# WHAT TO PRODUCE
Each record beneath this sentence is to be transcribed exactly as it reads.

Dataset entries
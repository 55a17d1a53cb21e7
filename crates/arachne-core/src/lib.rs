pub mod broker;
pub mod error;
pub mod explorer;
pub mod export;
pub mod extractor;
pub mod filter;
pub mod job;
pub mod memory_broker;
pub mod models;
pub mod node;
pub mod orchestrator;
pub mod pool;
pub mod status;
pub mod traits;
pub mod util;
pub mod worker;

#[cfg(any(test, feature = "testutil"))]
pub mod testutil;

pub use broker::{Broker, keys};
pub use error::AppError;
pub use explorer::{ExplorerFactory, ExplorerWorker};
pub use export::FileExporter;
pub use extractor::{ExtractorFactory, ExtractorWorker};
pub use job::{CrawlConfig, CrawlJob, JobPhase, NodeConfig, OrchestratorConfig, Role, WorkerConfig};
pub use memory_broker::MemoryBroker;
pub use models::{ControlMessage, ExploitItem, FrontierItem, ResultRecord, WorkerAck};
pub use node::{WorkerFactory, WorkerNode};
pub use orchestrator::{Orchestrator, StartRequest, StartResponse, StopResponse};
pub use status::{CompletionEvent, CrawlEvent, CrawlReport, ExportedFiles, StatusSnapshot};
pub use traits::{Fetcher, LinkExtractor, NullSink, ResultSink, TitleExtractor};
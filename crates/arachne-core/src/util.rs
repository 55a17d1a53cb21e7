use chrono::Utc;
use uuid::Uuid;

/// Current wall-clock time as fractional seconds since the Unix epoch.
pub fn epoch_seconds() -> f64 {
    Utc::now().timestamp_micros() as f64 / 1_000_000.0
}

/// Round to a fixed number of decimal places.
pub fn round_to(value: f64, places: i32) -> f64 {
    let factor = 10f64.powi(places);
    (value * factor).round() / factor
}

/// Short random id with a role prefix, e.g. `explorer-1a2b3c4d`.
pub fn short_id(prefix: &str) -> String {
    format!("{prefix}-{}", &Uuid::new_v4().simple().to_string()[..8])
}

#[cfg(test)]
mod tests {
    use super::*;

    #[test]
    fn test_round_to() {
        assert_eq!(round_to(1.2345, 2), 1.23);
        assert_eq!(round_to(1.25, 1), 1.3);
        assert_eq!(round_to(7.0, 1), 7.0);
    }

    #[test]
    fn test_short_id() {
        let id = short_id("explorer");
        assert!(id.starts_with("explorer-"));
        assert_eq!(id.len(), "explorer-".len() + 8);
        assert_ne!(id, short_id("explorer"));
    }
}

# RESPONSE FOR THIS EXERCISE
repository 55a17d1a53cb21e7
filename crates/arachne-core/src/lib.rs
pub mod broker;
pub mod error;
pub mod explorer;
pub mod export;
pub mod extractor;
pub mod filter;
pub mod job;
pub mod memory_broker;
pub mod models;
pub mod node;
pub mod orchestrator;
pub mod pool;
pub mod status;
pub mod traits;
pub mod util;
pub mod worker;

#[cfg(any(test, feature = "testutil"))]
pub mod testutil;

pub use broker::{Broker, keys};
pub use error::AppError;
pub use explorer::{ExplorerFactory, ExplorerWorker};
pub use export::FileExporter;
pub use extractor::{ExtractorFactory, ExtractorWorker};
pub use job::{CrawlConfig, CrawlJob, JobPhase, NodeConfig, OrchestratorConfig, Role, WorkerConfig};
pub use memory_broker::MemoryBroker;
pub use models::{ControlMessage, ExploitItem, FrontierItem, ResultRecord, WorkerAck};
pub use node::{WorkerFactory, WorkerNode};
pub use orchestrator::{Orchestrator, StartRequest, StartResponse, StopResponse};
pub use status::{CompletionEvent, CrawlEvent, CrawlReport, ExportedFiles, StatusSnapshot};
pub use traits::{Fetcher, LinkExtractor, NullSink, ResultSink, TitleExtractor};
filename crates/arachne-core/src/util.rs
repository 55a17d1a53cb21e7
use chrono::Utc;
use uuid::Uuid;

/// Current wall-clock time as fractional seconds since the Unix epoch.
pub fn epoch_seconds() -> f64 {
    Utc::now().timestamp_micros() as f64 / 1_000_000.0
}

/// Round to a fixed number of decimal places.
pub fn round_to(value: f64, places: i32) -> f64 {
    let factor = 10f64.powi(places);
    (value * factor).round() / factor
}

/// Short random id with a role prefix, e.g. `explorer-1a2b3c4d`.
pub fn short_id(prefix: &str) -> String {
    format!("{prefix}-{}", &Uuid::new_v4().simple().to_string()[..8])
}

#[cfg(test)]
mod tests {
    use super::*;

    #[test]
    fn test_round_to() {
        assert_eq!(round_to(1.2345, 2), 1.23);
        assert_eq!(round_to(1.25, 1), 1.3);
        assert_eq!(round_to(7.0, 1), 7.0);
    }

    #[test]
    fn test_short_id() {
        let id = short_id("explorer");
        assert!(id.starts_with("explorer-"));
        assert_eq!(id.len(), "explorer-".len() + 8);
        assert_ne!(id, short_id("explorer"));
    }
}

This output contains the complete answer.